> EXERCISE BRIEF
Retype every line below precisely as it appears.

[Stored data entries]
----

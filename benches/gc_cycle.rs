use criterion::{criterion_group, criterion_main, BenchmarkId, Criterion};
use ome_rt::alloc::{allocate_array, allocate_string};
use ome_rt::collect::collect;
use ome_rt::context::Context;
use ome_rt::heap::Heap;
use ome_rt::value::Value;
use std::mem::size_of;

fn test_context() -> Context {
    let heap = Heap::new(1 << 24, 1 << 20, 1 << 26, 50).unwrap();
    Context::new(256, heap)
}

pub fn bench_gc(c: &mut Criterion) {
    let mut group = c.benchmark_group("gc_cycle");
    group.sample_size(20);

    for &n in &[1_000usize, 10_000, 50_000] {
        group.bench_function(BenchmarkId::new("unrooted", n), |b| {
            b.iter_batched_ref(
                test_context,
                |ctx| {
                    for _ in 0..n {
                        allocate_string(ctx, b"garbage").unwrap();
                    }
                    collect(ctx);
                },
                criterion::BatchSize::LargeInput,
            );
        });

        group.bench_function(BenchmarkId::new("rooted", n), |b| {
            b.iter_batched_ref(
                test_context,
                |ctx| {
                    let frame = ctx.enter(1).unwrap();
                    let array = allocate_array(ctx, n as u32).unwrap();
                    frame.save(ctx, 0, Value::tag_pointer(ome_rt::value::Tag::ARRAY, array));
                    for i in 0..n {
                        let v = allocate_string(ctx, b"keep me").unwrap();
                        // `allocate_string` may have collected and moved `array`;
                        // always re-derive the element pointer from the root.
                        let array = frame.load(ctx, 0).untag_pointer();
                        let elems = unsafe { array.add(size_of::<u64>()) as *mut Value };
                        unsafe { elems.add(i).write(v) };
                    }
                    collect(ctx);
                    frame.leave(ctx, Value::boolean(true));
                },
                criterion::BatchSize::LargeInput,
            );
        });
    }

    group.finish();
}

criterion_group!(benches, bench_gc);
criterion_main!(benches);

----

> RESULT
filename benches/gc_cycle.rs
use criterion::{criterion_group, criterion_main, BenchmarkId, Criterion};
use ome_rt::alloc::{allocate_array, allocate_string};
use ome_rt::collect::collect;
use ome_rt::context::Context;
use ome_rt::heap::Heap;
use ome_rt::value::Value;
use std::mem::size_of;

fn test_context() -> Context {
    let heap = Heap::new(1 << 24, 1 << 20, 1 << 26, 50).unwrap();
    Context::new(256, heap)
}

pub fn bench_gc(c: &mut Criterion) {
    let mut group = c.benchmark_group("gc_cycle");
    group.sample_size(20);

    for &n in &[1_000usize, 10_000, 50_000] {
        group.bench_function(BenchmarkId::new("unrooted", n), |b| {
            b.iter_batched_ref(
                test_context,
                |ctx| {
                    for _ in 0..n {
                        allocate_string(ctx, b"garbage").unwrap();
                    }
                    collect(ctx);
                },
                criterion::BatchSize::LargeInput,
            );
        });

        group.bench_function(BenchmarkId::new("rooted", n), |b| {
            b.iter_batched_ref(
                test_context,
                |ctx| {
                    let frame = ctx.enter(1).unwrap();
                    let array = allocate_array(ctx, n as u32).unwrap();
                    frame.save(ctx, 0, Value::tag_pointer(ome_rt::value::Tag::ARRAY, array));
                    for i in 0..n {
                        let v = allocate_string(ctx, b"keep me").unwrap();
                        // `allocate_string` may have collected and moved `array`;
                        // always re-derive the element pointer from the root.
                        let array = frame.load(ctx, 0).untag_pointer();
                        let elems = unsafe { array.add(size_of::<u64>()) as *mut Value };
                        unsafe { elems.add(i).write(v) };
                    }
                    collect(ctx);
                    frame.leave(ctx, Value::boolean(true));
                },
                criterion::BatchSize::LargeInput,
            );
        });
    }

    group.finish();
}

criterion_group!(benches, bench_gc);
criterion_main!(benches);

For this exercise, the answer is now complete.